Primula_hendersonii.jpg

Classification of 'plant_images/Primula_hendersonii.jpg' took 0.2 secs.
 50.4% Henderson's Shooting Star (Primula hendersonii)
 37.2% Eastern Shooting Star (Primula meadia)
  2.5% Dark-Throated Shooting Star (Primula pauciflora)
  1.7% Red Ribbons (Clarkia concinna)
  1.2% Ruby Chalice Clarkia (Clarkia rubicunda)
  0.8% Purple Paintbrush (Castilleja purpurea)
  0.8% Fireweed (Chamaenerion angustifolium)
  0.4% Western Fairy-Slipper (Calypso bulbosa occidentalis)
  0.4% Texas Skeleton Plant (Lygodesmia texana)
  0.4% Rhodora (Rhododendron canadense)
  0.4% Ragged-Robin (Silene flos-cuculi)
  0.4% Hemp Dogbane (Apocynum cannabinum)
  0.4% Garden Cosmos (Cosmos bipinnatus)
  0.4% Farewell-To-Spring (Clarkia amoena)
  0.4% Dwarf Fireweed (Chamaenerion latifolium)

Dependencies

Several things need to be installed in order for nature-id.py to run. Some Python packages are required, classification models need to be downloaded and installed into the classifiers directory, and finally the taxonomy and common names need to be downloaded into the inaturalist-taxonomy directory.

Python Packages

This code is written in Python 3. Besides Python 3, the packages Pillow and requests are used to load and process images and to access the iNaturalist API.

These packages as well as TensorFlow Lite can be installed on Ubuntu Linux and other Debian distributions with the command

sudo apt install python3-pillow python3-requests
pip3 install tflite-runtime

and on other platforms with the command

pip install Pillow requests tflite-runtime

Where appropriate pip3 should be called instead of pip to avoid accidentally installing Python 2 packages.

Classification Models

The classification models and their labelmap files have to be downloaded from Google and they go into directory classifiers.

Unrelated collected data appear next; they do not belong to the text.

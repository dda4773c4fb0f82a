use crate::core::events::DomainEvent;
use crate::core::library::LibraryError;

// EventPublisher delivers catalog change events, the presentation layer re-renders on each one
pub trait EventPublisher: Send {
    fn publish(&self, event: &DomainEvent) -> Result<(), LibraryError>;
}
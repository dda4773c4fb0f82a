use serde::Serialize;
use serde_json::Value;
use tracing::debug;
use crate::catalog::command::acquire_item_cmd::{AcquireItemCommand, AcquireItemCommandRequest, AcquireItemCommandResponse};
use crate::catalog::command::add_item_cmd::{AddItemCommand, AddItemCommandRequest, AddItemCommandResponse};
use crate::catalog::command::get_item_cmd::{GetItemCommand, GetItemCommandRequest, GetItemCommandResponse};
use crate::catalog::command::list_items_cmd::{ListItemsCommand, ListItemsCommandRequest, ListItemsCommandResponse};
use crate::catalog::command::release_item_cmd::{ReleaseItemCommand, ReleaseItemCommandRequest, ReleaseItemCommandResponse};
use crate::catalog::command::remove_item_cmd::{RemoveItemCommand, RemoveItemCommandRequest, RemoveItemCommandResponse};
use crate::catalog::command::reorder_items_cmd::{ReorderItemsCommand, ReorderItemsCommandRequest, ReorderItemsCommandResponse};
use crate::core::command::Command;
use crate::core::controller::{json_to_server_error, ActionStatus, AppState, ServerError};

pub fn add_item(state: &mut AppState, json: Value) -> Result<AddItemCommandResponse, ServerError> {
    let req: AddItemCommandRequest = serde_json::from_value(json).map_err(json_to_server_error)?;
    let res = AddItemCommand::new(&mut *state.catalog).execute(req)?;
    Ok(res)
}

pub fn find_item_by_id(state: &mut AppState, json: Value) -> Result<GetItemCommandResponse, ServerError> {
    let req: GetItemCommandRequest = serde_json::from_value(json).map_err(json_to_server_error)?;
    let res = GetItemCommand::new(&mut *state.catalog).execute(req)?;
    Ok(res)
}

pub fn list_items(state: &mut AppState, _json: Value) -> Result<ListItemsCommandResponse, ServerError> {
    let res = ListItemsCommand::new(&mut *state.catalog).execute(ListItemsCommandRequest::new())?;
    Ok(res)
}

pub fn remove_item(state: &mut AppState, json: Value) -> Result<RemoveItemCommandResponse, ServerError> {
    let req: RemoveItemCommandRequest = serde_json::from_value(json).map_err(json_to_server_error)?;
    let res = RemoveItemCommand::new(&mut *state.catalog).execute(req)?;
    Ok(res)
}

pub fn acquire_item(state: &mut AppState, json: Value) -> Result<AcquireItemCommandResponse, ServerError> {
    let req: AcquireItemCommandRequest = serde_json::from_value(json).map_err(json_to_server_error)?;
    let res = AcquireItemCommand::new(&mut *state.catalog).execute(req)?;
    Ok(res)
}

pub fn release_item(state: &mut AppState, json: Value) -> Result<ReleaseItemCommandResponse, ServerError> {
    let req: ReleaseItemCommandRequest = serde_json::from_value(json).map_err(json_to_server_error)?;
    let res = ReleaseItemCommand::new(&mut *state.catalog).execute(req)?;
    Ok(res)
}

pub fn reorder_items(state: &mut AppState, json: Value) -> Result<ReorderItemsCommandResponse, ServerError> {
    let req: ReorderItemsCommandRequest = serde_json::from_value(json).map_err(json_to_server_error)?;
    let res = ReorderItemsCommand::new(&mut *state.catalog).execute(req)?;
    Ok(res)
}

fn to_value<T: Serialize>(res: T) -> Result<Value, ServerError> {
    serde_json::to_value(res).map_err(|err| (ActionStatus::Internal, format!("{}", err)))
}

// dispatch routes one action message, e.g. {"action": "borrow", "item_id": "..", "holder": ".."}
pub fn dispatch(state: &mut AppState, json: Value) -> Result<Value, ServerError> {
    let action = json.get("action").and_then(Value::as_str).map(str::to_string)
        .ok_or_else(|| (ActionStatus::BadRequest, "missing action".to_string()))?;
    debug!(action = action.as_str(), "dispatching");
    match action.as_str() {
        "add" => to_value(add_item(state, json)?),
        "get" => to_value(find_item_by_id(state, json)?),
        "list" => to_value(list_items(state, json)?),
        "remove" => to_value(remove_item(state, json)?),
        "borrow" | "download" => to_value(acquire_item(state, json)?),
        "return" => to_value(release_item(state, json)?),
        "reorder" => to_value(reorder_items(state, json)?),
        other => Err((ActionStatus::BadRequest, format!("unknown action {}", other))),
    }
}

The classifiers can be downloaded from these links:

Each classifier consists of a .tflite model and a .csv labelmap file. Both are required.

On the web pages above scroll down and under Output click on labelmap to download and save the labels. On Windows, the default action for a .csv file might be to open it in Excel. Be certain to save the .csv file to disk instead. Then scroll back up and under Model formats switch to TFLite (aiyvision/classifier/...). There click on Download to get the .tflite file. Please also note the paragraphs at the bottom of these web pages about appropriate and inappropriate use cases and licensing.

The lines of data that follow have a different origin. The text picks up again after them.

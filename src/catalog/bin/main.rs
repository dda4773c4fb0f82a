use serde_json::{json, Value};
use tokio::io::{AsyncBufReadExt, AsyncWriteExt, BufReader};
use tracing::{error, info, warn};
use bookshelf::catalog::controller::dispatch;
use bookshelf::catalog::factory::create_catalog_service_with;
use bookshelf::catalog::view::render;
use bookshelf::core::controller::AppState;
use bookshelf::core::domain::Configuration;
use bookshelf::core::library::LibraryError;
use bookshelf::core::repository::RepositoryStore;
use bookshelf::gateway::memory::publisher::MemoryPublisher;
use bookshelf::items::factory::create_item_repository;
use bookshelf::utils::kv::setup_tracing;

// Reads one JSON action per line from stdin and answers on stdout. Whenever an action
// changed the catalog, a fresh view snapshot follows the response.

const DEV_MODE: bool = true;

#[tokio::main]
async fn main() -> Result<(), LibraryError> {
    setup_tracing();

    let config = Configuration::session(DEV_MODE);
    let store = RepositoryStore::File;

    let publisher = MemoryPublisher::new();
    let catalog = create_catalog_service_with(&config, create_item_repository(&config, store),
                                              Box::new(publisher.clone()))?;
    let mut state = AppState::new(catalog);
    info!(path = %config.store_path.display(), items = state.catalog.items().len(), "catalog ready");

    let mut stdout = tokio::io::stdout();
    write_line(&mut stdout, &json!({"view": render(state.catalog.items())})).await?;

    let mut lines = BufReader::new(tokio::io::stdin()).lines();
    while let Some(line) = lines.next_line().await? {
        if line.trim().is_empty() {
            continue;
        }
        let response = match serde_json::from_str::<Value>(line.as_str()) {
            Ok(request) => match dispatch(&mut state, request) {
                Ok(res) => json!({"ok": true, "response": res}),
                Err((status, message)) => {
                    warn!(status = %status, message = message.as_str(), "action failed");
                    json!({"ok": false, "status": status, "message": message})
                }
            },
            Err(err) => json!({"ok": false, "status": "bad_request", "message": err.to_string()}),
        };
        write_line(&mut stdout, &response).await?;

        match publisher.drain() {
            Ok(events) if !events.is_empty() => {
                write_line(&mut stdout, &json!({"view": render(state.catalog.items())})).await?;
            }
            Ok(_) => {}
            Err(err) => error!("failed to drain events {}", err),
        }
    }
    Ok(())
}

async fn write_line(stdout: &mut tokio::io::Stdout, value: &Value) -> Result<(), LibraryError> {
    let mut line = serde_json::to_string(value)?;
    line.push('\n');
    stdout.write_all(line.as_bytes()).await?;
    stdout.flush().await?;
    Ok(())
}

Taxonomy and Common Names Files

The trained models come with scientific names as labels and many of these scientific names are already outdated. The common names and the current taxonomy are obtained from this file: https://www.inaturalist.org/taxa/inaturalist-taxonomy.dwca.zip This tool expects this zip archive in the inaturalist-taxonomy directory.

Example Images

Example Images pictures of plants are provided in the plant_images directory. The filenames indicate the species that I think is in the photo. Note that these examples only lead to successful identification to varying degrees. The Mentzelia lindleyi is certainly not correctly identified.

Messages

The first call with a model transforms the labels into a taxonomic hierarchy. Each label is replaced with its representation in the current taxonomy and all its ancestors are added. This process takes some time and results in many messages. Once the hierarchy has been successfully computed, it is written to disk. Future calls to nature_id.py will load the taxonomic hierarchy from disk instead of reading the labels and computing the taxonomy again.

This is what the first calls look like. Again, we use the plant model as an example. The bird and insect models are smaller and result in fewer messages.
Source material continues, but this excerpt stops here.